Alana L. Gray1,2, David T. Coleman1,2, Reneau F. Castore1,2, Mohamed M. Mohyeldin3, Khalid A. El Sayed3, James A. Cardelli1,2

1Louisiana State University Health Sciences Center - Shreveport, Shreveport, LA, USA

2Feist-Weiller Cancer Center, Shreveport, LA, USA

3University of Louisiana - Monroe, Monroe, LA, USA

Correspondence to:

James A. Cardelli, e-mail: jcarde@lsuhsc.edu

Keywords: c-Met, isothiocyanatostilbenes, DIDS, H2DIDS

Received: August 05, 2015     Accepted: September 17, 2015     Published: October 31, 2015

ABSTRACT

The hepatocyte growth factor receptor (HGFR or c-Met) is a driver of multiple cancer subtypes. While there are several c-Met inhibitors in development, few have been approved for clinical use, warranting the need for continued research and development of c-Met targeting therapeutic modalities. The research presented here demonstrates a particular class of compounds known as isothiocyanatostilbenes can act as c-Met inhibitors in multiple cancer cell lines.
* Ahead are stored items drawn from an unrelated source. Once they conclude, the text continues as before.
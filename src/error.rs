//! Error types for the engine.

use thiserror::Error;

use crate::board::Cell;
use crate::constants::CELLS;

/// Why a move was rejected. Rejection never changes the state.
#[derive(Error, Debug, Clone, PartialEq, Eq)]
pub enum MoveError {
    #[error("cell {cell} is out of range (must be 0-{})", CELLS - 1)]
    OutOfRange { cell: Cell },

    #[error("cell {cell} is already occupied")]
    Occupied { cell: Cell },

    #[error("game already over")]
    GameOver,
}

/// Errors raised by the search engine.
#[derive(Error, Debug, Clone, PartialEq, Eq)]
pub enum SearchError {
    #[error("invalid state for search: {reason}")]
    InvalidState { reason: &'static str },

    #[error("legal move {cell} failed unexpectedly: {source}")]
    LegalMoveFailed {
        cell: Cell,
        #[source]
        source: MoveError,
    },
}

#[derive(Error, Debug)]
#[non_exhaustive]
pub enum Error {
    #[error("invalid move: {0}")]
    InvalidMove(#[from] MoveError),

    #[error(transparent)]
    Search(#[from] SearchError),

    #[error("invalid board '{input}': {reason}")]
    InvalidBoard { input: String, reason: String },

    #[error("move source for {mark} supplied {count} illegal moves in a row")]
    TooManyRejections { mark: char, count: usize },

    #[error("move source for {mark} ran out of moves")]
    SourceExhausted { mark: char },

    #[error("failed to {operation}: {source}")]
    Io {
        operation: &'static str,
        #[source]
        source: std::io::Error,
    },
}

pub type Result<T> = std::result::Result<T, Error>;
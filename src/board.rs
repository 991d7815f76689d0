use std::fmt;

use crate::constants::{CELLS, N};

/// One of the two symbols a player claims cells with.
#[derive(Copy, Clone, Debug, PartialEq, Eq, Hash)]
pub enum Mark {
    X,
    O,
}

impl Mark {
    pub fn opponent(self) -> Mark {
        match self {
            Mark::X => Mark::O,
            Mark::O => Mark::X,
        }
    }

    pub fn symbol(self) -> char {
        match self {
            Mark::X => 'X',
            Mark::O => 'O',
        }
    }

    /// Parse `x`/`X`/`o`/`O`.
    pub fn from_char(c: char) -> Option<Mark> {
        match c.to_ascii_uppercase() {
            'X' => Some(Mark::X),
            'O' => Some(Mark::O),
            _ => None,
        }
    }
}

impl fmt::Display for Mark {
    fn fmt(&self, f: &mut fmt::Formatter<'_>) -> fmt::Result {
        write!(f, "{}", self.symbol())
    }
}

/// A cell index in `0..CELLS`.
pub type Cell = usize;

/// The 3x3 grid. Each cell is empty or holds exactly one mark.
#[derive(Copy, Clone, Debug, PartialEq, Eq, Hash, Default)]
pub struct Board {
    cells: [Option<Mark>; CELLS],
}

impl Board {
    pub fn new() -> Self {
        Self {
            cells: [None; CELLS],
        }
    }

    /// Contents of `cell`, or `None` when empty or off the board.
    pub fn get(&self, cell: Cell) -> Option<Mark> {
        self.cells.get(cell).copied().flatten()
    }

    pub fn is_empty_at(&self, cell: Cell) -> bool {
        cell < CELLS && self.cells[cell].is_none()
    }

    /// Overwrite a cell. Callers check bounds and occupancy first.
    pub(crate) fn set(&mut self, cell: Cell, mark: Option<Mark>) {
        self.cells[cell] = mark;
    }

    /// Empty cells in ascending index order.
    pub fn empty_cells(&self) -> impl Iterator<Item = Cell> + '_ {
        self.cells
            .iter()
            .enumerate()
            .filter_map(|(i, c)| c.is_none().then_some(i))
    }

    pub fn count(&self, mark: Mark) -> usize {
        self.cells.iter().filter(|&&c| c == Some(mark)).count()
    }

    pub fn cells(&self) -> &[Option<Mark>; CELLS] {
        &self.cells
    }
}

impl fmt::Display for Board {
    fn fmt(&self, f: &mut fmt::Formatter<'_>) -> fmt::Result {
        for row in self.cells.chunks(N) {
            write!(f, "|")?;
            for c in row {
                let ch = c.map_or(' ', Mark::symbol);
                write!(f, " {ch} |")?;
            }
            writeln!(f)?;
        }
        Ok(())
    }
}

/// The cell-index guide shown before an interactive game.
pub fn numbering_guide() -> String {
    let mut out = String::new();
    for row in 0..N {
        out.push('|');
        for col in 0..N {
            out.push_str(&format!(" {} |", row * N + col));
        }
        out.push('\n');
    }
    out
}

/// Parse a cell label such as `"4"`. Returns `None` for anything that is not
/// a decimal in `0..CELLS`.
pub fn parse_cell(s: &str) -> Option<Cell> {
    match s.trim().parse::<usize>() {
        Ok(cell) if cell < CELLS => Some(cell),
        _ => None,
    }
}

#[cfg(test)]
mod tests {
    use super::*;

    #[test]
    fn test_opponent() {
        assert_eq!(Mark::X.opponent(), Mark::O);
        assert_eq!(Mark::O.opponent(), Mark::X);
    }

    #[test]
    fn test_display() {
        let mut board = Board::new();
        board.set(0, Some(Mark::X));
        board.set(4, Some(Mark::O));
        assert_eq!(board.to_string(), "| X |   |   |\n|   | O |   |\n|   |   |   |\n");
    }

    #[test]
    fn test_numbering_guide() {
        assert_eq!(
            numbering_guide(),
            "| 0 | 1 | 2 |\n| 3 | 4 | 5 |\n| 6 | 7 | 8 |\n"
        );
    }

    #[test]
    fn test_parse_cell() {
        assert_eq!(parse_cell("0"), Some(0));
        assert_eq!(parse_cell(" 8\n"), Some(8));
        assert_eq!(parse_cell("9"), None);
        assert_eq!(parse_cell("-1"), None);
        assert_eq!(parse_cell("four"), None);
        assert_eq!(parse_cell(""), None);
    }

    #[test]
    fn test_empty_cells_ascending() {
        let mut board = Board::new();
        board.set(3, Some(Mark::X));
        board.set(7, Some(Mark::O));
        let empties: Vec<_> = board.empty_cells().collect();
        assert_eq!(empties, vec![0, 1, 2, 4, 5, 6, 8]);
        assert_eq!(board.count(Mark::X), 1);
        assert!(!board.is_empty_at(3));
        assert!(!board.is_empty_at(CELLS));
    }
}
Specifically, we found that 4,4′-Diisothiocyanatostilbene-2,2′-disulfonic acid (DIDS) and 4,4′-Diisothiocyanatodihydrostilbene-2,2′-disulfonic acid (H2DIDS) had c-Met inhibitory effective doses in the low micromolar range while 4-acetamido-4′-isothiocyanatostilbene-2,2′-disulfonic acid (SITS) and 4,4′-dinitrostilbene-2, 2′-disulfonic acid (DNDS) exhibited IC50s 100 to 1000 fold higher. These compounds displayed much greater selectivity for inhibiting c-Met activation compared to similar receptor tyrosine kinases. In addition, DIDS and H2DIDS reduced hepatocyte growth factor (HGF)-induced, but not epidermal growth factor (EGF)-induced, cell scattering, wound healing, and 3-dimensional (3D) proliferation of tumor cell spheroids. In-cell and cell-free assays suggested that DIDS and H2DIDS can inhibit and reverse c-Met phosphorylation, similar to SU11274. Additional data demonstrated that DIDS is tolerable in vivo. These data provide preliminary support for future studies examining DIDS, H2DIDS, and derivatives as potential c-Met therapeutics.